I grant permission to VISIONS leaders to act as kind and judicious parents for me for the period of the program. Permission is granted to VISIONS and/or assigns to hospitalize, treat, or order injections, anesthesia, surgery, or other medical care for me. I authorize VISIONS leaders and/or assigns to use non-prescription and prescribed medicine. I understand that VISIONS leaders and administration are acting in loco parentis and have full authority to make medical decisions, and that medical providers are authorized to communicate with VISIONS about my condition. I agree to pay all costs associated with medical care, evacuation and transportation.
I understand the nature of this program and its activities and voluntarily accept these risks, and to the fullest extent allowed under law, waive claims I may now and in the future have against VISIONS from all liability and covenant.
I understand that VISIONS has zero tolerance rules regarding alcohol, drugs in any form, whether or not in accordance with a prescription, and sexual contact, and that breaking such a rule will result in dismissal from the program and forfeiting community service hours. Ongoing failure to fully contribute to service work and other push-back of programs rules or guidelines may result in reduced service hours. Activities such as sexualized physical touching, verbal comments of a sexual nature, or anything that could be construed as sexual advances or unwelcomed/unwanted behavior is not appropriate. VISIONS programs are based on creating a secure and welcoming environment for all genders, races, sexual preferences, religions, cultures, and nationalities. Any type of bullying or sexual activity, whether explicit or implied, will be addressed immediately and may lead to early dismissal from the program.

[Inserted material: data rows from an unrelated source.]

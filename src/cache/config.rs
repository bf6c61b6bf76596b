//! Configuration loading and eager validation.
//!
//! The document shape is:
//!
//! ```json
//! {
//!   "urls": [
//!     { "pattern": "!^/news!", "public": 600, "private": 60, "client_cache": true },
//!     { "pattern": "^/account", "public": 0, "private": -1 }
//!   ],
//!   "strategy": "policy",
//!   "session_cookie": "SESSID",
//!   "etag": { "enabled": true, "window_secs": 120 }
//! }
//! ```
//!
//! `urls` may also use the legacy map form, `{"<pattern>": [private, public]}`,
//! which is normalized into rules in document order with `client_cache` set.
//! TTLs may be written as integers or integer strings (`"600"`); a `null`
//! private TTL leaves the private lifetime unset.
//! Every pattern is compiled at load time; a bad rule rejects the whole
//! configuration.

use std::path::{Path, PathBuf};
use std::sync::Arc;
use std::time::Duration;

use serde::de::{self, Deserializer};
use serde::{Deserialize, Serialize};
use serde_json::Value;
use thiserror::Error;
use tracing::info;

use super::{
    CachePipeline, CachePolicy, Clock, ConditionalRequestHandler, PolicySet, Strategy,
    SystemClock,
};
use crate::session::{DEFAULT_SESSION_COOKIE, SessionSanitizer};

/// Errors raised while loading a caching configuration.
#[derive(Debug, Error)]
pub enum ConfigError {
    #[error("failed to read {path}: {source}")]
    Read {
        path: PathBuf,
        #[source]
        source: std::io::Error,
    },

    #[error("malformed configuration: {0}")]
    Json(#[from] serde_json::Error),

    #[error("invalid pattern `{pattern}`: {source}")]
    InvalidPattern {
        pattern: String,
        #[source]
        source: regex::Error,
    },

    #[error("pattern `{pattern}` uses unsupported modifier `{flag}`")]
    UnsupportedFlag { pattern: String, flag: char },

    #[error("rule #{index}: {source}")]
    Rule {
        index: usize,
        #[source]
        source: Box<ConfigError>,
    },

    #[error("etag window must be at least one second")]
    ZeroEtagWindow,
}

/// One URL rule as written in the configuration.
#[derive(Debug, Clone, PartialEq, Eq, Serialize, Deserialize)]
#[serde(deny_unknown_fields)]
pub struct RuleConfig {
    pub pattern: String,
    /// Public (shared cache) TTL in seconds.
    #[serde(deserialize_with = "deserialize_ttl")]
    pub public: i64,
    /// Private TTL in seconds; negative means uncacheable, `null` emits a
    /// bare `private`. The key itself is required.
    #[serde(deserialize_with = "deserialize_optional_ttl")]
    pub private: Option<i64>,
    #[serde(default)]
    pub client_cache: bool,
}

/// Weak ETag settings.
#[derive(Debug, Clone, PartialEq, Eq, Serialize, Deserialize)]
#[serde(default, deny_unknown_fields)]
pub struct EtagConfig {
    /// Stamp ETags and answer `304` for matching anonymous `GET`s.
    pub enabled: bool,
    /// Width of the time bucket folded into every ETag.
    pub window_secs: u64,
}

impl Default for EtagConfig {
    fn default() -> Self {
        Self {
            enabled: true,
            window_secs: super::DEFAULT_ETAG_WINDOW.as_secs(),
        }
    }
}

/// The caching configuration document.
#[derive(Debug, Clone, PartialEq, Eq, Serialize, Deserialize)]
#[serde(default, deny_unknown_fields)]
pub struct CachingConfig {
    #[serde(deserialize_with = "deserialize_urls")]
    pub urls: Vec<RuleConfig>,
    pub strategy: Strategy,
    pub session_cookie: String,
    pub etag: EtagConfig,
}

impl Default for CachingConfig {
    fn default() -> Self {
        Self {
            urls: Vec::new(),
            strategy: Strategy::default(),
            session_cookie: DEFAULT_SESSION_COOKIE.to_owned(),
            etag: EtagConfig::default(),
        }
    }
}

impl CachingConfig {
    /// Parses a JSON document.
    ///
    /// # Errors
    ///
    /// [`ConfigError::Json`] for malformed documents, missing rule fields or
    /// malformed legacy entries.
    pub fn from_json_str(json: &str) -> Result<Self, ConfigError> {
        Ok(serde_json::from_str(json)?)
    }

    /// Reads and parses a JSON file.
    ///
    /// # Errors
    ///
    /// [`ConfigError::Read`] when the file cannot be read, otherwise as
    /// [`from_json_str`](Self::from_json_str).
    pub fn from_json_file(path: impl AsRef<Path>) -> Result<Self, ConfigError> {
        let path = path.as_ref();
        let json = std::fs::read_to_string(path).map_err(|source| ConfigError::Read {
            path: path.to_owned(),
            source,
        })?;
        Self::from_json_str(&json)
    }

    /// Compiles every rule, in order.
    ///
    /// # Errors
    ///
    /// [`ConfigError::Rule`] naming the first rule that fails to compile.
    pub fn policies(&self) -> Result<PolicySet, ConfigError> {
        self.urls
            .iter()
            .enumerate()
            .map(|(index, rule)| {
                CachePolicy::new(&rule.pattern, rule.public, rule.private, rule.client_cache)
                    .map_err(|source| ConfigError::Rule {
                        index,
                        source: Box::new(source),
                    })
            })
            .collect::<Result<Vec<_>, _>>()
            .map(PolicySet::new)
    }

    /// Validates the configuration and builds a pipeline on the wall clock.
    ///
    /// # Errors
    ///
    /// [`ConfigError::Rule`] for a pattern that does not compile, and
    /// [`ConfigError::ZeroEtagWindow`] when ETags are enabled with a zero
    /// window.
    pub fn build(&self) -> Result<CachePipeline, ConfigError> {
        self.build_with_clock(Arc::new(SystemClock))
    }

    /// Like [`build`](Self::build), with an injected clock.
    ///
    /// # Arguments
    ///
    /// - `clock` — shared by the `Expires` computation and the ETag buckets.
    pub fn build_with_clock(&self, clock: Arc<dyn Clock>) -> Result<CachePipeline, ConfigError> {
        let policies = self.policies()?;

        let conditional = if self.etag.enabled {
            if self.etag.window_secs == 0 {
                return Err(ConfigError::ZeroEtagWindow);
            }
            let window = Duration::from_secs(self.etag.window_secs);
            Some(ConditionalRequestHandler::new(window, Arc::clone(&clock)))
        } else {
            None
        };

        info!(
            rules = policies.len(),
            strategy = ?self.strategy,
            etag = self.etag.enabled,
            "cache policy loaded"
        );

        Ok(CachePipeline::new(policies, self.strategy)
            .with_sanitizer(SessionSanitizer::new(self.session_cookie.clone()))
            .with_conditional(conditional)
            .with_clock(clock))
    }
}

fn deserialize_urls<'de, D>(deserializer: D) -> Result<Vec<RuleConfig>, D::Error>
where
    D: Deserializer<'de>,
{
    match Value::deserialize(deserializer)? {
        Value::Array(rules) => rules
            .into_iter()
            .enumerate()
            .map(|(index, rule)| {
                RuleConfig::deserialize(rule)
                    .map_err(|e| de::Error::custom(format!("urls[{index}]: {e}")))
            })
            .collect(),
        Value::Object(legacy) => legacy
            .into_iter()
            .map(|(pattern, ages)| legacy_rule(pattern, &ages).map_err(de::Error::custom))
            .collect(),
        other => Err(de::Error::custom(format!(
            "urls must be a list of rules or a pattern map, got {other}"
        ))),
    }
}

fn deserialize_ttl<'de, D>(deserializer: D) -> Result<i64, D::Error>
where
    D: Deserializer<'de>,
{
    let value = Value::deserialize(deserializer)?;
    ttl(&value).ok_or_else(|| de::Error::custom(format!("expected seconds, got {value}")))
}

fn deserialize_optional_ttl<'de, D>(deserializer: D) -> Result<Option<i64>, D::Error>
where
    D: Deserializer<'de>,
{
    let value = Value::deserialize(deserializer)?;
    optional_ttl(&value)
        .ok_or_else(|| de::Error::custom(format!("expected seconds or null, got {value}")))
}

// Seconds as an integer or an integer string.
fn ttl(value: &Value) -> Option<i64> {
    match value {
        Value::Number(n) => n.as_i64(),
        Value::String(s) => s.trim().parse().ok(),
        _ => None,
    }
}

fn optional_ttl(value: &Value) -> Option<Option<i64>> {
    match value {
        Value::Null => Some(None),
        other => ttl(other).map(Some),
    }
}

// `"<pattern>": [private, public]`
fn legacy_rule(pattern: String, ages: &Value) -> Result<RuleConfig, String> {
    let pair = ages
        .as_array()
        .filter(|pair| pair.len() == 2)
        .and_then(|pair| Some((optional_ttl(&pair[0])?, ttl(&pair[1])?)));

    match pair {
        Some((private, public)) => Ok(RuleConfig {
            pattern,
            public,
            private,
            client_cache: true,
        }),
        None => Err(format!(
            "legacy rule `{pattern}` must be [private, public] seconds, got {ages}"
        )),
    }
}

#[cfg(test)]
mod tests {
    use super::*;

    #[test]
    fn structured_rules() {
        let config = CachingConfig::from_json_str(
            r#"{"urls": [
                {"pattern": "!^/foo!", "public": 600, "private": 60, "client_cache": true},
                {"pattern": "^/bar", "public": 30, "private": -1}
            ]}"#,
        )
        .unwrap();

        assert_eq!(config.urls.len(), 2);
        assert!(config.urls[0].client_cache);
        assert!(!config.urls[1].client_cache);
        assert_eq!(config.strategy, Strategy::Policy);
        assert_eq!(config.session_cookie, DEFAULT_SESSION_COOKIE);
        assert_eq!(config.etag, EtagConfig::default());
    }

    #[test]
    fn legacy_map_keeps_document_order() {
        let config = CachingConfig::from_json_str(
            r#"{"urls": {"!^/z!": [10, 20], "!^/a!": [-1, 40]}, "strategy": "fallback"}"#,
        )
        .unwrap();

        assert_eq!(
            config.urls,
            vec![
                RuleConfig { pattern: "!^/z!".into(), public: 20, private: Some(10), client_cache: true },
                RuleConfig { pattern: "!^/a!".into(), public: 40, private: Some(-1), client_cache: true },
            ]
        );
        assert_eq!(config.strategy, Strategy::Fallback);
    }

    #[test]
    fn legacy_null_private_and_string_ttls() {
        let config = CachingConfig::from_json_str(
            r#"{"urls": {"!^/home!": [null, 300], "!^/feed!": ["30", "600"]}}"#,
        )
        .unwrap();

        assert_eq!(config.urls[0].private, None);
        assert_eq!(config.urls[0].public, 300);
        assert_eq!(config.urls[1].private, Some(30));
        assert_eq!(config.urls[1].public, 600);

        let policies = config.policies().unwrap();
        assert_eq!(policies.find("/home").unwrap().private_ttl(), None);
    }

    #[test]
    fn structured_null_private_and_string_ttls() {
        let config = CachingConfig::from_json_str(
            r#"{"urls": [{"pattern": "^/a", "public": " 120 ", "private": null}]}"#,
        )
        .unwrap();
        assert_eq!(config.urls[0].public, 120);
        assert_eq!(config.urls[0].private, None);

        let err = CachingConfig::from_json_str(
            r#"{"urls": [{"pattern": "^/a", "public": "soon", "private": 1}]}"#,
        )
        .unwrap_err();
        assert!(err.to_string().contains("urls[0]"), "{err}");
    }

    #[test]
    fn legacy_entry_with_wrong_shape_is_rejected() {
        let err = CachingConfig::from_json_str(r#"{"urls": {"^/a": [10]}}"#).unwrap_err();
        assert!(err.to_string().contains("legacy rule `^/a`"), "{err}");
    }

    #[test]
    fn missing_rule_field_is_rejected() {
        let err = CachingConfig::from_json_str(r#"{"urls": [{"pattern": "^/", "public": 1}]}"#)
            .unwrap_err();
        assert!(matches!(err, ConfigError::Json(_)));
        assert!(err.to_string().contains("urls[0]"), "{err}");
    }

    #[test]
    fn unknown_keys_are_rejected() {
        assert!(CachingConfig::from_json_str(r#"{"url": []}"#).is_err());
    }

    #[test]
    fn empty_document_is_valid() {
        let pipeline = CachingConfig::from_json_str("{}").unwrap().build().unwrap();
        assert!(pipeline.policies().is_empty());
    }

    #[test]
    fn bad_pattern_names_the_rule() {
        let config = CachingConfig::from_json_str(
            r#"{"urls": [
                {"pattern": "^/ok", "public": 1, "private": 1},
                {"pattern": "^/(broken", "public": 1, "private": 1}
            ]}"#,
        )
        .unwrap();

        let err = config.build().unwrap_err();
        assert!(matches!(err, ConfigError::Rule { index: 1, .. }), "{err}");
        assert!(err.to_string().starts_with("rule #1"));
    }

    #[test]
    fn zero_etag_window_is_rejected() {
        let config =
            CachingConfig::from_json_str(r#"{"etag": {"window_secs": 0}}"#).unwrap();
        assert!(matches!(config.build(), Err(ConfigError::ZeroEtagWindow)));

        let disabled =
            CachingConfig::from_json_str(r#"{"etag": {"enabled": false, "window_secs": 0}}"#)
                .unwrap();
        assert!(disabled.build().is_ok());
    }

    #[test]
    fn missing_file_is_a_read_error() {
        let err = CachingConfig::from_json_file("/nonexistent/cachet.json").unwrap_err();
        assert!(matches!(err, ConfigError::Read { .. }));
    }
}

I understand that participants will carry and administer their own medications and must understand how to responsibly use and administer their medications, per their physician’s instructions. I understand that the use of prescription and non-prescription drugs is a matter that VISIONS takes very seriously. The abuse of prescription and over-the-counter medications is a growing problem and VISIONS encourages parents/guardians to discuss this trend and its dangers with participant. Risks include, but are not limited to: participants bringing undisclosed drugs, swapping, selling, or trading their medications with other program participants. Not only are these actions illegal, but they would result in a participant being removed from the program. Program may hold controlled medications for a participant if deemed appropriate.

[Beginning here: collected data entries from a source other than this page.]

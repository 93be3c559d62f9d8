//! Raw response descriptors handed to the outcome classifier

use serde::{Deserialize, Serialize};

/// Failure that happened before any HTTP status was received
#[derive(Debug, Clone, Copy, PartialEq, Eq, Hash, Serialize, Deserialize)]
#[serde(rename_all = "snake_case")]
pub enum TransportErrorKind {
    /// No response within the request timeout
    Timeout,
    /// The target refused the connection
    ConnectionRefused,
    /// The connection was reset or aborted mid-request
    ConnectionReset,
    /// Any other transport-level failure
    Other,
}

impl TransportErrorKind {
    /// Snake-case label used in tags and reports
    pub fn as_str(&self) -> &'static str {
        match self {
            TransportErrorKind::Timeout => "timeout",
            TransportErrorKind::ConnectionRefused => "connection_refused",
            TransportErrorKind::ConnectionReset => "connection_reset",
            TransportErrorKind::Other => "other",
        }
    }
}

/// Either an HTTP status or a transport failure, never both
#[derive(Debug, Clone, Copy, PartialEq, Eq, Hash, Serialize, Deserialize)]
#[serde(rename_all = "snake_case")]
pub enum RawStatus {
    /// HTTP status code
    Code(u16),
    /// No status was received
    Transport(TransportErrorKind),
}

/// What the target returned for one request
#[derive(Debug, Clone, PartialEq, Eq, Serialize, Deserialize)]
pub struct RawResponse {
    /// Status or transport failure
    pub status: RawStatus,
    /// Response body text, empty for transport failures
    #[serde(default)]
    pub body: String,
}

impl RawResponse {
    /// Response with an HTTP status
    pub fn with_status(code: u16, body: impl Into<String>) -> Self {
        Self {
            status: RawStatus::Code(code),
            body: body.into(),
        }
    }

    /// Transport failure
    pub fn transport(kind: TransportErrorKind) -> Self {
        Self {
            status: RawStatus::Transport(kind),
            body: String::new(),
        }
    }

    /// HTTP status code, if one was received
    pub fn code(&self) -> Option<u16> {
        match self.status {
            RawStatus::Code(code) => Some(code),
            RawStatus::Transport(_) => None,
        }
    }
}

I understand that there are also expectations for acceptable behavior during the program. Any costs and travel arrangements associated with early departure / dismissal from the program are my responsibility.
I give permission to VISIONS to use photos, film, or comments of or from me or my child for promotional purposes, such as brochures, press releases, website, social and online media.

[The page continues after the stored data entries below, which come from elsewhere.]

impl FairnessOracle {
    /// Oracle for a resource of `capacity` contended by `expected_clients`
    pub fn new(capacity: usize, expected_clients: usize) -> Self {
        Self {
            capacity,
            expected_clients,
            request: None,
            inner: Mutex::new(OracleInner {
                state: OracleState::Collecting(Vec::with_capacity(expected_clients)),
                seen: HashSet::with_capacity(expected_clients),
                forfeited: BTreeSet::new(),
                late: 0,
            }),
            sealed: Notify::new(),
        }
    }

    /// Only track outcomes of the named request
    pub fn for_request(mut self, name: impl Into<String>) -> Self {
        self.request = Some(name.into());
        self
    }

    /// Resource capacity
    pub fn capacity(&self) -> usize {
        self.capacity
    }

    /// Whether outcomes of `request` feed the oracle
    pub fn tracks(&self, request: &str) -> bool {
        self.request.as_deref().map_or(true, |r| r == request)
    }

    /// Current phase
    pub fn phase(&self) -> OraclePhase {
        match self.inner.lock().state {
            OracleState::Collecting(_) => OraclePhase::Collecting,
            OracleState::Sealed(_) => OraclePhase::Sealed,
            OracleState::Verified(_) => OraclePhase::Verified,
        }
    }

    /// Feed a tracked outcome; returns whether it was accepted
    pub fn record_outcome(&self, outcome: &RequestOutcome) -> bool {
        if !self.tracks(&outcome.request) {
            return false;
        }
        self.record(FairnessRecord {
            ordinal: outcome.ordinal,
            sent_at: outcome.sent_at,
            succeeded: outcome.is_success(),
        })
    }

    /// Add a record; returns whether it was accepted
    ///
    /// Only a client's first record counts. Records arriving after sealing
    /// are counted as late and otherwise ignored.
    pub fn record(&self, record: FairnessRecord) -> bool {
        let mut inner = self.inner.lock();
        let OracleInner {
            state, seen, late, ..
        } = &mut *inner;

        let OracleState::Collecting(records) = state else {
            *late += 1;
            tracing::warn!(ordinal = record.ordinal, "Fairness record arrived after sealing");
            return false;
        };
        if !seen.insert(record.ordinal) {
            tracing::debug!(ordinal = record.ordinal, "Ignoring repeat fairness record");
            return false;
        }
        records.push(record);
        self.seal_if_complete(&mut inner);
        true
    }

    /// Account for a client that will never attempt the resource
    pub fn forfeit(&self, ordinal: usize) {
        let mut inner = self.inner.lock();
        if !matches!(inner.state, OracleState::Collecting(_)) || !inner.seen.insert(ordinal) {
            return;
        }
        inner.forfeited.insert(ordinal);
        tracing::debug!(ordinal, "Client forfeited its fairness slot");
        self.seal_if_complete(&mut inner);
    }

    fn seal_if_complete(&self, inner: &mut OracleInner) {
        if inner.seen.len() >= self.expected_clients {
            Self::seal_locked(inner);
            self.sealed.notify_waiters();
        }
    }

    fn seal_locked(inner: &mut OracleInner) -> bool {
        if let OracleState::Collecting(records) = &mut inner.state {
            let records = std::mem::take(records);
            tracing::info!(
                records = records.len(),
                forfeited = inner.forfeited.len(),
                "Fairness oracle sealed"
            );
            inner.state = OracleState::Sealed(records);
            true
        } else {
            false
        }
    }

    /// Stop accepting records; returns false if already sealed
    pub fn seal(&self) -> bool {
        let sealed = Self::seal_locked(&mut self.inner.lock());
        if sealed {
            self.sealed.notify_waiters();
        }
        sealed
    }

    /// Wait until every expected client reported, sealing early on timeout
    pub async fn wait_sealed(&self, timeout: Duration) -> OraclePhase {
        let deadline = tokio::time::Instant::now() + timeout;
        loop {
            let notified = self.sealed.notified();
            let phase = self.phase();
            if phase != OraclePhase::Collecting {
                return phase;
            }
            if tokio::time::timeout_at(deadline, notified).await.is_err() {
                let reported = self.inner.lock().seen.len();
                tracing::warn!(
                    reported,
                    expected = self.expected_clients,
                    "Fairness oracle timed out waiting for clients, sealing"
                );
                self.seal();
                return self.phase();
            }
        }
    }

    /// Run the fairness check
    ///
    /// Valid once sealed. The first call computes the verdict; later calls
    /// return the same verdict.
    pub fn verify(&self) -> BenchResult<Arc<FairnessVerdict>> {
        let mut inner = self.inner.lock();
        let records = match &mut inner.state {
            OracleState::Collecting(_) => {
                return Err(BenchError::oracle(
                    "fairness oracle must be sealed before verification",
                ));
            }
            OracleState::Verified(verdict) => return Ok(Arc::clone(verdict)),
            OracleState::Sealed(records) => std::mem::take(records),
        };

        let forfeited = inner.forfeited.iter().copied().collect();
        let verdict = Arc::new(FairnessVerdict::compute(
            self.capacity,
            records,
            forfeited,
            inner.late,
        ));

        if verdict.is_fair() {
            tracing::info!(
                capacity = self.capacity,
                winners = verdict.actual_winners.len(),
                "Fairness verified: resource granted in send order"
            );
        } else {
            tracing::warn!(
                capacity = self.capacity,
                violations = verdict.violations.len(),
                false_positives = ?verdict.false_positives,
                false_negatives = ?verdict.false_negatives,
                "Fairness violated"
            );
        }

        inner.state = OracleState::Verified(Arc::clone(&verdict));
        Ok(verdict)
    }
}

Unless the VISIONS home office is notified that there is a court order to the contrary, VISIONS will allow access to the participants records to each of his/her parent/guardian(s) who requests access, regardless of who has custody, who registered him/her, or who paid tuition.
It is agreed that any dispute or cause of action arising between the parties, whether out of this agreement or otherwise, can only be brought in the Gallatin County Court located in Gallatin County, Montana, and shall be construed in accordance with the laws of Montana. I agree to attempt to settle any dispute (that cannot be settled by discussion) through mediation before a mutually acceptable Montana mediator. If any part of this agreement is found to be invalid by a court or other appropriate authority, the remainder of the agreement nevertheless will be in full force and effect.
I have read and agree with the entirety of this Document and voluntarily agree to its terms, which shall be binding upon them, their heirs, estate, executor, and administrators. This is the entire agreement and may be modified only in writing and signed by the participant.